TASK STATEMENT >> Find how many lines in the material below contain the word "PartialEq" and give only that number.

DATASET >>
....................

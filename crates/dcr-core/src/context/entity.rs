//! Entity enumeration over loaded stream images.
//!
//! Every entity starts with an 8-byte header: `size u32` (header included)
//! and a reserved `u32`. The payload layout depends on the stream. Sizes are
//! checked exactly, so a buffer built for another pointer width fails here
//! instead of being misread.

use smallvec::SmallVec;

use super::cursor::ByteCursor;
use super::stream::StreamImage;
use crate::error::{ReaderError, ReaderResult};
use crate::types::{Address, TargetLayout};

/// Bytes in every entity header
pub const ENTITY_HEADER_SIZE: usize = 8;

/// Offset of a field, keyed by the remote id of the field's type
#[derive(Debug, Clone, Copy, PartialEq, Eq, Hash)]
pub struct FieldOffset
{
    /// Remote type id of the field
    pub type_id: u16,
    /// Byte offset within the containing type
    pub offset: u16,
}

/// Field offsets of one type; most types have only a few
pub type FieldOffsets = SmallVec<[FieldOffset; 4]>;

/// A type published by the target
#[derive(Debug, Clone, PartialEq, Eq)]
pub struct RemoteType
{
    /// Remote numeric id
    pub id: u16,
    /// Layout version
    pub version: u16,
    /// Size in bytes
    pub size: u64,
    /// Field offsets in the order the target listed them
    pub offsets: FieldOffsets,
    /// Name matched against local types
    pub name: String,
}

impl RemoteType
{
    /// Offset of the first field whose type is `type_id`
    #[must_use]
    pub fn offset_of(&self, type_id: u16) -> Option<u16>
    {
        self.offsets.iter().find(|field| field.type_id == type_id).map(|field| field.offset)
    }
}

/// A blob entity borrowed from a stream image
#[derive(Debug, Clone, Copy, PartialEq, Eq)]
pub struct BlobEntity<'a>
{
    /// Remote id of the type the blob holds a value of
    pub type_id: u16,
    /// Version of that type
    pub version: u16,
    /// Raw value bytes in target layout
    pub data: &'a [u8],
}

/// An instance entity
#[derive(Debug, Clone, Copy, PartialEq, Eq)]
pub struct InstanceEntity
{
    /// Remote id of the instance's type
    pub type_id: u16,
    /// Version of that type
    pub version: u16,
    /// Where the instance lives in the target
    pub address: Address,
}

/// Walk the raw entities of a stream, newest block first.
///
/// `visit` receives the remote address of each entity header and its payload.
///
/// ## Errors
///
/// Returns [`ReaderError::EnumerationFailure`] if an entity header is
/// truncated or declares a size that does not fit in its block, and
/// propagates any error `visit` returns.
pub fn for_each_entity<'a, F>(image: &'a StreamImage, layout: &TargetLayout, mut visit: F) -> ReaderResult<()>
where
    F: FnMut(Address, &'a [u8]) -> ReaderResult<()>,
{
    let stream = image.stream.name();
    for block in &image.blocks {
        let mut cursor = ByteCursor::new(&block.entities, *layout);
        while cursor.remaining() > 0 {
            let offset = cursor.offset();
            let address = block.entities_address + offset as u64;
            let size = cursor
                .u32()
                .ok_or_else(|| ReaderError::enumeration(stream, format!("truncated entity header at {address}")))?;
            let payload_len = (size as usize)
                .checked_sub(ENTITY_HEADER_SIZE)
                .ok_or_else(|| ReaderError::enumeration(stream, format!("entity at {address} declares size {size}")))?;
            let payload = cursor
                .skip(4)
                .and_then(|()| cursor.take(payload_len))
                .ok_or_else(|| {
                    ReaderError::enumeration(stream, format!("entity at {address} of size {size} overruns its block"))
                })?;
            visit(address, payload)?;
        }
    }
    Ok(())
}

fn decode_type(payload: &[u8], layout: &TargetLayout) -> Option<RemoteType>
{
    let mut cursor = ByteCursor::new(payload, *layout);
    let id = cursor.u16()?;
    let version = cursor.u16()?;
    let field_count = cursor.u16()?;
    let name_len = cursor.u16()?;
    let size = cursor.size()?;
    let offsets = (0..field_count)
        .map(|_| {
            Some(FieldOffset {
                type_id: cursor.u16()?,
                offset: cursor.u16()?,
            })
        })
        .collect::<Option<FieldOffsets>>()?;
    let name = std::str::from_utf8(cursor.take(usize::from(name_len))?).ok()?;
    (cursor.remaining() == 0).then(|| RemoteType {
        id,
        version,
        size,
        offsets,
        name: name.to_owned(),
    })
}

/// Enumerate type entities, handing each one to `on_type`.
///
/// ## Errors
///
/// Returns [`ReaderError::EnumerationFailure`] for a malformed entity (wrong
/// size, invalid UTF-8 name) and propagates errors from `on_type`.
pub fn enum_types<F>(image: &StreamImage, layout: &TargetLayout, mut on_type: F) -> ReaderResult<()>
where
    F: FnMut(RemoteType) -> ReaderResult<()>,
{
    for_each_entity(image, layout, |address, payload| {
        let remote = decode_type(payload, layout).ok_or_else(|| {
            ReaderError::enumeration(
                image.stream.name(),
                format!("malformed type entity at {address} ({} payload bytes)", payload.len()),
            )
        })?;
        on_type(remote)
    })
}

/// Enumerate blob entities, handing each one to `on_blob`.
///
/// ## Errors
///
/// Returns [`ReaderError::EnumerationFailure`] for a payload shorter than
/// its 4-byte prefix and propagates errors from `on_blob`.
pub fn enum_blobs<'a, F>(image: &'a StreamImage, layout: &TargetLayout, mut on_blob: F) -> ReaderResult<()>
where
    F: FnMut(BlobEntity<'a>) -> ReaderResult<()>,
{
    for_each_entity(image, layout, |address, payload| {
        let mut cursor = ByteCursor::new(payload, *layout);
        let (Some(type_id), Some(version)) = (cursor.u16(), cursor.u16()) else {
            return Err(ReaderError::enumeration(
                image.stream.name(),
                format!("blob entity at {address} has no type prefix"),
            ));
        };
        on_blob(BlobEntity {
            type_id,
            version,
            data: &payload[4..],
        })
    })
}

fn decode_instance(payload: &[u8], layout: &TargetLayout) -> Option<InstanceEntity>
{
    let mut cursor = ByteCursor::new(payload, *layout);
    let type_id = cursor.u16()?;
    let version = cursor.u16()?;
    cursor.skip(4)?;
    let address = cursor.pointer()?;
    (cursor.remaining() == 0).then_some(InstanceEntity {
        type_id,
        version,
        address,
    })
}

/// Enumerate instance entities, handing each one to `on_instance`.
///
/// ## Errors
///
/// Returns [`ReaderError::EnumerationFailure`] unless each payload is
/// exactly `8 + pointer width` bytes, and propagates errors from
/// `on_instance`.
pub fn enum_instances<F>(image: &StreamImage, layout: &TargetLayout, mut on_instance: F) -> ReaderResult<()>
where
    F: FnMut(InstanceEntity) -> ReaderResult<()>,
{
    for_each_entity(image, layout, |address, payload| {
        let instance = decode_instance(payload, layout).ok_or_else(|| {
            ReaderError::enumeration(
                image.stream.name(),
                format!("malformed instance entity at {address} ({} payload bytes)", payload.len()),
            )
        })?;
        on_instance(instance)
    })
}

#[cfg(test)]
mod tests
{
    use super::*;
    use crate::context::data_context::KnownStream;
    use crate::context::stream::DataBlock;
    use crate::types::{Endianness, PointerWidth};

    fn image(stream: KnownStream, entities: Vec<u8>) -> StreamImage
    {
        StreamImage {
            stream,
            blocks: vec![DataBlock {
                address: Address::new(0x1000),
                entities_address: Address::new(0x1020),
                entities,
            }],
        }
    }

    fn type_entity(width: usize) -> Vec<u8>
    {
        let name = b"Ptr";
        let size = ENTITY_HEADER_SIZE + 8 + width + 4 + name.len();
        let mut bytes = Vec::new();
        bytes.extend_from_slice(&(size as u32).to_le_bytes());
        bytes.extend_from_slice(&0u32.to_le_bytes());
        bytes.extend_from_slice(&7u16.to_le_bytes());
        bytes.extend_from_slice(&1u16.to_le_bytes());
        bytes.extend_from_slice(&1u16.to_le_bytes());
        bytes.extend_from_slice(&(name.len() as u16).to_le_bytes());
        bytes.extend_from_slice(&(width as u64).to_le_bytes()[..width]);
        bytes.extend_from_slice(&3u16.to_le_bytes());
        bytes.extend_from_slice(&0x10u16.to_le_bytes());
        bytes.extend_from_slice(name);
        bytes
    }

    #[test]
    fn test_enum_types_decodes_fields()
    {
        let layout = TargetLayout::new(Endianness::Little, PointerWidth::Eight);
        let image = image(KnownStream::Types, type_entity(8));
        let mut seen = Vec::new();
        enum_types(&image, &layout, |remote| {
            seen.push(remote);
            Ok(())
        })
        .unwrap();
        assert_eq!(seen.len(), 1);
        assert_eq!(seen[0].id, 7);
        assert_eq!(seen[0].size, 8);
        assert_eq!(seen[0].name, "Ptr");
        assert_eq!(seen[0].offset_of(3), Some(0x10));
    }

    #[test]
    fn test_enum_types_rejects_other_width()
    {
        let layout = TargetLayout::new(Endianness::Little, PointerWidth::Four);
        let image = image(KnownStream::Types, type_entity(8));
        let err = enum_types(&image, &layout, |_| Ok(())).unwrap_err();
        assert!(matches!(err, ReaderError::EnumerationFailure { stream: "types", .. }));
    }

    #[test]
    fn test_entity_overrunning_block_fails()
    {
        let layout = TargetLayout::new(Endianness::Little, PointerWidth::Four);
        let mut bytes = Vec::new();
        bytes.extend_from_slice(&64u32.to_le_bytes());
        bytes.extend_from_slice(&0u32.to_le_bytes());
        bytes.extend_from_slice(&[0u8; 4]);
        let image = image(KnownStream::Blobs, bytes);
        let err = enum_blobs(&image, &layout, |_| Ok(())).unwrap_err();
        assert!(err.to_string().contains("overruns"));
    }

    #[test]
    fn test_callback_error_stops_enumeration()
    {
        let layout = TargetLayout::new(Endianness::Little, PointerWidth::Four);
        let mut bytes = Vec::new();
        for _ in 0..2 {
            bytes.extend_from_slice(&12u32.to_le_bytes());
            bytes.extend_from_slice(&0u32.to_le_bytes());
            bytes.extend_from_slice(&[1, 0, 1, 0]);
        }
        let image = image(KnownStream::Blobs, bytes);
        let mut calls = 0;
        let err = enum_blobs(&image, &layout, |_| {
            calls += 1;
            Err(ReaderError::NotFound("stop".into()))
        })
        .unwrap_err();
        assert!(err.is_not_found());
        assert_eq!(calls, 1);
    }
}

....................

THE COMPLETED TASK >> 4